(Stored data)
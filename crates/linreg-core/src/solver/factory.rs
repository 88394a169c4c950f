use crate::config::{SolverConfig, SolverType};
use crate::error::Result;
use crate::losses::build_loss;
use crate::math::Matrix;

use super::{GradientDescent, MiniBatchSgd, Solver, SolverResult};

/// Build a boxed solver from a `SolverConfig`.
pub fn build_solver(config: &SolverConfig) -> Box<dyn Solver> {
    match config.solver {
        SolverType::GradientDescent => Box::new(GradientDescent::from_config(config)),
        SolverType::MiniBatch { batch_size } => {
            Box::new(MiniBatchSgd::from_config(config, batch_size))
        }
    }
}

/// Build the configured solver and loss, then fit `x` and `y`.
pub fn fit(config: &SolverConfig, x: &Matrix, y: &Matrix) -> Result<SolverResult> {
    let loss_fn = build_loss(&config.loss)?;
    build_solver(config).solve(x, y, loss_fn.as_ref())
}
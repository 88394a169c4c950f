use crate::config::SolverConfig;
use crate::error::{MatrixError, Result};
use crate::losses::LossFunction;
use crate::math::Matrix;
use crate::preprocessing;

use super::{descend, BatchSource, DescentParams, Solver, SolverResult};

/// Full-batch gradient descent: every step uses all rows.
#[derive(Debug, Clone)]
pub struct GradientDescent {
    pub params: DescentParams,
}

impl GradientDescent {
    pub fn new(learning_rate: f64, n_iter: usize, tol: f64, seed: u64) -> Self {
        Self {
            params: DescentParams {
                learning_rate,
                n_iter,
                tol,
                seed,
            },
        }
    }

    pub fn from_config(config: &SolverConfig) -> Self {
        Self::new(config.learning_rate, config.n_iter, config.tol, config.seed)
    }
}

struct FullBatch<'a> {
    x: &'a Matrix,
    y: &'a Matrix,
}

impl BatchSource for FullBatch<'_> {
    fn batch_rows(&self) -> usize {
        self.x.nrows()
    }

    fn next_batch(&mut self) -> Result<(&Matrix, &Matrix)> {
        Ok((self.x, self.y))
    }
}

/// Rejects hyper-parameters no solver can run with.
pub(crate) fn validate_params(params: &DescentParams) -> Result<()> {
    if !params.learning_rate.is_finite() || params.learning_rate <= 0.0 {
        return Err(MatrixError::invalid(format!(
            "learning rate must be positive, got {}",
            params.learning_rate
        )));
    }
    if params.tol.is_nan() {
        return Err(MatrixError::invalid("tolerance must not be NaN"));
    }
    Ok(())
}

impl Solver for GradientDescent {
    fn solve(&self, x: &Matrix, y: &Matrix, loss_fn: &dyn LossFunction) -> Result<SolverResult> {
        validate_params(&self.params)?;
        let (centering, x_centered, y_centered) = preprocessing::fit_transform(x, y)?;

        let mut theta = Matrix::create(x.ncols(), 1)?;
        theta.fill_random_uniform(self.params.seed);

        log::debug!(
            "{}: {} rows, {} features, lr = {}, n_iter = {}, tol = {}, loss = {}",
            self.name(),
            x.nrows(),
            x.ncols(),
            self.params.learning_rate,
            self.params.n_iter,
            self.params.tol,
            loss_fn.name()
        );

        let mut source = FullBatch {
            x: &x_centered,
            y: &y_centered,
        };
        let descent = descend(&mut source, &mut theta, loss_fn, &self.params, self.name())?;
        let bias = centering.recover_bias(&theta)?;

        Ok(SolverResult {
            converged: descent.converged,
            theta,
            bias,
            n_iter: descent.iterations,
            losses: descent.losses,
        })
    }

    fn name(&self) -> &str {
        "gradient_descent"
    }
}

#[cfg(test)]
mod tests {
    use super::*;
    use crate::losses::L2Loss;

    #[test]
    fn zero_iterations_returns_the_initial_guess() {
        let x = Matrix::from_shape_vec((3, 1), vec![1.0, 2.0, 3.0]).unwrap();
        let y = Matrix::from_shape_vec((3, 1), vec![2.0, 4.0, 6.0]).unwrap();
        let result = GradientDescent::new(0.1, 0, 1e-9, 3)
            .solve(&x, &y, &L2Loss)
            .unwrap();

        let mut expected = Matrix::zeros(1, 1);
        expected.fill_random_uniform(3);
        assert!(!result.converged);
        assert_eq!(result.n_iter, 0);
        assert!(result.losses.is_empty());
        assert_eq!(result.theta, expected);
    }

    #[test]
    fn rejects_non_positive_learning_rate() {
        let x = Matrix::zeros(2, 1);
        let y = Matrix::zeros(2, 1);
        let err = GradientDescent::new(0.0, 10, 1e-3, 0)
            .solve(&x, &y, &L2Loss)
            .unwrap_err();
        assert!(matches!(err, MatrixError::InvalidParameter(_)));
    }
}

# [What the exercise asks]
For each line above that contains "impl", make a copy.

# [Task output]
impl GradientDescent {
impl BatchSource for FullBatch<'_> {
impl Solver for GradientDescent {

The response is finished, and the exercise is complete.